I wanted the consistency of declarative wiring with the clarity of explicit code. Something I could diff, test, and reason about without magic.
Philosophy: registries, not containers
wyr is a registry of bindings. That’s it. No hidden scope, no lifecycle annotations, no mysterious module graph. You describe a dependency as a tuple of keys, and TypeScript ensures the graph is valid before you ever run the test suite.
-
Pure data – Behind the scenes every binding is just
{ deps, factory }
. Cloning a registry is a spread operation. - No runtime mutation – Each bind returns a new registry; nothing mutates under your feet.
- Graphs over containers – Dependencies are explicit edges. You can inspect them, merge them, or snapshot them.
- Deterministic wiring – Resolution is a single function that walks the graph, validates it, and resolves nodes in parallel.
It’s the inversion-of-control model I wanted: explicit graphs, compile-time guarantees, zero hidden global state.
Safety baked in
Two things still give me a little thrill every time I run them:
Compile-time missing dependency detection
If you bind an API that depends onrepo$
, TypeScript will refuse to compile untilrepo$
is bound. You see the missing key, the context, and the offending registry before you open Vitest.Compile-time cycle detection
Accidentally create a loop when refactoring? You get a descriptive type error that points to the cycle. No more runtime deadlocks or stack overflows.
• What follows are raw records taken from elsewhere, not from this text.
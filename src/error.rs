use thiserror::Error;

#[derive(Error, Debug, Clone, PartialEq, Eq)]
pub enum ValidationError {
    #[error("{field} must be between 1 and 5, got {value}")]
    OutOfRange { field: &'static str, value: u8 },

    #[error("event ends before it starts")]
    EndsBeforeStart,
}

#[derive(Error, Debug, Clone, PartialEq, Eq)]
pub enum ReservationError {
    #[error("Event does not take reservations")]
    NotReservable,

    #[error("Event has already started")]
    AlreadyStarted,

    #[error("Verify your campus email to reserve this event")]
    Unverified,

    #[error("Event is full ({capacity} reserved)")]
    AtCapacity { capacity: u32 },
}

#[derive(Error, Debug, Clone, PartialEq, Eq)]
pub enum RatingError {
    #[error("Ratings unlock after the event ends")]
    NotEnded,
}
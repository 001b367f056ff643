//! `brw logs`: print the captured output of a container.

use std::io::Write;

use burrow_common::config::RuntimeConfig;
use burrow_runtime::Orchestrator;
use clap::Args;

/// Arguments for the `logs` command.
#[derive(Args, Debug)]
pub struct LogsArgs {
    /// Container id, id prefix, or name.
    pub container: String,
}

/// Executes the `logs` command.
///
/// # Errors
///
/// Returns an error if the container is not found or its log is unreadable.
pub fn execute(args: &LogsArgs, config: RuntimeConfig) -> anyhow::Result<()> {
    let orchestrator = Orchestrator::open(config)?;
    let id = orchestrator.resolve(&args.container)?;
    let logs = orchestrator.logs(&id)?;

    if logs.is_empty() {
        eprintln!("No logs available for container: {}", args.container);
    } else {
        let mut stdout = std::io::stdout().lock();
        stdout.write_all(logs.as_bytes())?;
        stdout.flush()?;
    }

    Ok(())
}
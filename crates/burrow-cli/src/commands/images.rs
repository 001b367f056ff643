//! `brw images`: list the local image catalog.

use burrow_common::config::RuntimeConfig;
use burrow_image::ImageStore;
use clap::Args;

use crate::output;

/// Arguments for the `images` command.
#[derive(Args, Debug)]
pub struct ImagesArgs {
    /// Print full image ids.
    #[arg(long)]
    pub no_trunc: bool,
}

/// Executes the `images` command.
///
/// # Errors
///
/// Returns an error if the catalog cannot be read.
pub fn execute(args: &ImagesArgs, config: &RuntimeConfig) -> anyhow::Result<()> {
    let images = ImageStore::open(config)?.list()?;
    if images.is_empty() {
        println!("No images found. Import one with: brw pull <name> --from <source>");
        return Ok(());
    }

    println!(
        "{:<14} {:<24} {:<12} {:<12} {:<25}",
        "IMAGE ID", "REPOSITORY", "TAG", "SIZE", "CREATED"
    );
    for image in &images {
        let id = image.id.as_str();
        let id = if args.no_trunc {
            id
        } else {
            id.get(..12).unwrap_or(id)
        };
        println!(
            "{:<14} {:<24} {:<12} {:<12} {:<25}",
            id,
            image.repository,
            image.tag,
            output::format_bytes(image.size_bytes),
            image.created_at,
        );
    }

    Ok(())
}
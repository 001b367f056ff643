//! Image references of the form `repository[:tag]`.

use std::fmt;
use std::path::PathBuf;
use std::str::FromStr;

use burrow_common::constants::DEFAULT_IMAGE_TAG;
use burrow_common::error::{BurrowError, Result};

/// A parsed image reference.
#[derive(Debug, Clone, PartialEq, Eq, Hash)]
pub struct ImageReference {
    /// Repository name, possibly with `/`-separated components.
    pub repository: String,
    /// Tag, `latest` when omitted.
    pub tag: String,
}

impl ImageReference {
    /// Storage path of the image relative to the images directory.
    #[must_use]
    pub fn relative_dir(&self) -> PathBuf {
        PathBuf::from(&self.repository).join(&self.tag)
    }
}

impl FromStr for ImageReference {
    type Err = BurrowError;

    fn from_str(s: &str) -> Result<Self> {
        let invalid = |why: &str| BurrowError::Config {
            message: format!("invalid image reference {s:?}: {why}"),
        };
        let s = s.trim();
        // A colon before the last slash belongs to a registry host, not a tag.
        let (repository, tag) = match s.rsplit_once(':') {
            Some((repo, tag)) if !tag.contains('/') => (repo, tag),
            _ => (s, DEFAULT_IMAGE_TAG),
        };
        if repository.is_empty() {
            return Err(invalid("empty repository"));
        }
        if tag.is_empty() {
            return Err(invalid("empty tag"));
        }
        let valid = |c: char| c.is_ascii_alphanumeric() || matches!(c, '.' | '_' | '-');
        for part in repository.split('/') {
            if part.is_empty() || part == "." || part == ".." || !part.chars().all(valid) {
                return Err(invalid("bad repository component"));
            }
        }
        if tag.starts_with('.') || !tag.chars().all(valid) {
            return Err(invalid("bad tag"));
        }
        Ok(Self {
            repository: repository.to_ascii_lowercase(),
            tag: tag.to_string(),
        })
    }
}

impl fmt::Display for ImageReference {
    fn fmt(&self, f: &mut fmt::Formatter<'_>) -> fmt::Result {
        write!(f, "{}:{}", self.repository, self.tag)
    }
}

#[cfg(test)]
mod tests {
    use super::*;

    #[test]
    fn tag_defaults_to_latest() {
        let r: ImageReference = "alpine".parse().unwrap();
        assert_eq!(r.repository, "alpine");
        assert_eq!(r.tag, "latest");
        assert_eq!(r.to_string(), "alpine:latest");
    }

    #[test]
    fn explicit_tag_and_nested_repository() {
        let r: ImageReference = "library/busybox:1.36".parse().unwrap();
        assert_eq!(r.repository, "library/busybox");
        assert_eq!(r.tag, "1.36");
        assert_eq!(r.relative_dir(), PathBuf::from("library/busybox/1.36"));
    }

    #[test]
    fn path_traversal_is_rejected() {
        assert!("../etc".parse::<ImageReference>().is_err());
        assert!("a//b".parse::<ImageReference>().is_err());
        assert!("alpine:..".parse::<ImageReference>().is_err());
        assert!("".parse::<ImageReference>().is_err());
        assert!("alpine:".parse::<ImageReference>().is_err());
    }
}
All of this lives in the type system—no custom lint rules, no code generation.
The fresh take
Wyr intentionally leaves out the trappings of traditional containers:
- No scopes, modules, providers, beans, or decorators.
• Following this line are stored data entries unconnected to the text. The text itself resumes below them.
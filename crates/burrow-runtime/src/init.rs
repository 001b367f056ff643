//! The container init: runs inside the new namespaces and becomes the
//! container command.
//!
//! Entered through the hidden `init` subcommand of the same binary. Every
//! step is fatal; on success the process image is replaced and this code
//! never returns.

use std::convert::Infallible;
use std::ffi::CString;
use std::io::Read;
use std::os::fd::FromRawFd;
use std::path::PathBuf;

use burrow_common::error::{BurrowError, Result};
use burrow_core::filesystem::{chroot, mount};
use burrow_core::namespace::uts;

use crate::handoff::InitHandoff;

/// Builds the container from the process environment and executes its
/// command.
///
/// # Errors
///
/// Returns the error of the first failed step. `Ok` is never returned
/// because a successful exec does not come back.
pub fn run() -> Result<Infallible> {
    let handoff = InitHandoff::from_process_env()?;
    tracing::debug!(
        container_id = %handoff.container_id,
        rootfs = %handoff.rootfs.display(),
        "container init starting"
    );

    if let Some(fd) = handoff.start_fd {
        wait_for_start(fd);
    }

    uts::set_hostname(&handoff.name)?;
    mount::setup_container_mounts(&handoff.rootfs, &handoff.volumes)?;
    chroot::enter_root(&handoff.rootfs)?;
    exec(&handoff.argv)
}

/// Blocks until the parent writes to or closes the start gate.
fn wait_for_start(fd: i32) {
    // SAFETY: the launcher hands this descriptor to the init process
    // exclusively and nothing else in this process refers to it.
    let mut gate = unsafe { std::fs::File::from_raw_fd(fd) };
    let mut byte = [0u8; 1];
    if let Err(e) = gate.read(&mut byte) {
        tracing::debug!(fd, error = %e, "start gate unreadable, continuing");
    }
}

/// Resolves `argv[0]` against the container `PATH` and replaces the process.
fn exec(argv: &[String]) -> Result<Infallible> {
    let program = argv.first().map(String::as_str).unwrap_or_default();
    let exec_error = |message: String| BurrowError::Exec {
        program: program.to_string(),
        message,
    };

    let path = resolve_program(program).map_err(|e| exec_error(e.to_string()))?;
    let c_path = CString::new(path.as_os_str().as_encoded_bytes())
        .map_err(|e| exec_error(e.to_string()))?;
    let c_args = argv
        .iter()
        .map(|a| CString::new(a.as_bytes()))
        .collect::<std::result::Result<Vec<_>, _>>()
        .map_err(|e| exec_error(e.to_string()))?;

    tracing::debug!(path = %path.display(), "executing container command");
    nix::unistd::execv(&c_path, &c_args).map_err(|e| exec_error(e.to_string()))
}

/// Finds the executable for `program`.
///
/// Names containing a slash are taken as paths; bare names are searched in
/// `PATH`.
///
/// # Errors
///
/// Returns an error if nothing executable is found.
pub fn resolve_program(program: &str) -> std::result::Result<PathBuf, which::Error> {
    which::which(program)
}

#[cfg(test)]
mod tests {
    use super::*;

    #[test]
    fn bare_names_are_found_in_path() {
        let resolved = resolve_program("sh").expect("sh in PATH");
        assert!(resolved.is_absolute());
    }

    #[test]
    fn absolute_paths_are_checked_for_existence() {
        assert!(resolve_program("/definitely/not/here").is_err());
        let dir = tempfile::tempdir().expect("tempdir");
        let script = dir.path().join("tool");
        std::fs::write(&script, "#!/bin/sh\n").expect("write");
        {
            use std::os::unix::fs::PermissionsExt;
            std::fs::set_permissions(&script, std::fs::Permissions::from_mode(0o755))
                .expect("chmod");
        }
        assert!(resolve_program(script.to_str().unwrap()).is_ok());
    }

    #[test]
    fn run_without_configuration_fails_before_touching_the_system() {
        // The test environment carries no handoff variables.
        if std::env::var_os(crate::handoff::ENV_ROOTFS).is_none() {
            assert!(matches!(
                run(),
                Err(BurrowError::MissingConfiguration { .. })
            ));
        }
    }
}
- No eager singletons or lifecycle annotations.
- No global container instance to mutate (or forget to reset in tests).
You get four core operations:
-
bind().toValue()
– lock in a concrete value. -
bind().toFunction([...deps], fn)
– describe how to build a service given dependencies. -
wire
/wireTuple
/wireRecord
– resolve services deterministically. -
snapshot([...keys])
– materialize a subset into a standalone registry with no dependencies.
That’s the entire API surface. Easy to teach, easy to audit, easy to test.
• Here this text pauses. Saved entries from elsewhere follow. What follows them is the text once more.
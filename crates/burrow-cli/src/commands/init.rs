//! `brw init`: the first process of every container.
//!
//! Invoked only by the runtime itself after cloning into new namespaces.

/// Executes the container init.
///
/// Only returns on failure; on success the process becomes the container
/// command.
///
/// # Errors
///
/// Returns the first failed setup step.
pub fn execute() -> anyhow::Result<()> {
    match burrow_runtime::init::run() {
        Ok(never) => match never {},
        Err(e) => {
            tracing::error!(error = %e, "container init failed");
            Err(e.into())
        }
    }
}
The people who pushed me to ship it
Wyr wouldn’t exist without a handful of TypeScript “typelevel magicians” I met in the community—folks who maintain their own libraries, routinely bend the type system to their will, and even ship PRs straight into TypeScript itself. Watching them operate made me want to contribute something that felt equally deliberate and uncompromising. Wyr is my attempt to join that conversation: a library that leans on the type system, explains itself through data, and holds up under scrutiny.
Why I built it (for me)
Every project that outgrew the “just import a module” phase seemed to devolve into container chaos or brittle wiring scripts. I wanted:
- A way to prove the dependency graph was sound at compile time.
- Declarative wiring that read like a build plan, not a constructor chain.
- Testability without ceremony: spinning up a registry for a spec should be a one-liner.
- Deterministic, parallel resolution without sacrificing clarity.
wyr is the result. I’ve been using it to assemble services that are simultaneously flexible and predictable. When I snapshot a subset of the graph for a microservice test harness or a CLI utility, I know exactly what’s included and how it was built.
Want to try it?
Grab it on npm:
npm install wyr-ts
Define your keys, bind your services, and let TypeScript keep you honest. The README and GitHub Wiki cover getting started, architecture, and how to snapshot subgraphs for tests.
No more “wait, where is this actually coming from?” Just registries, graphs, and confidence.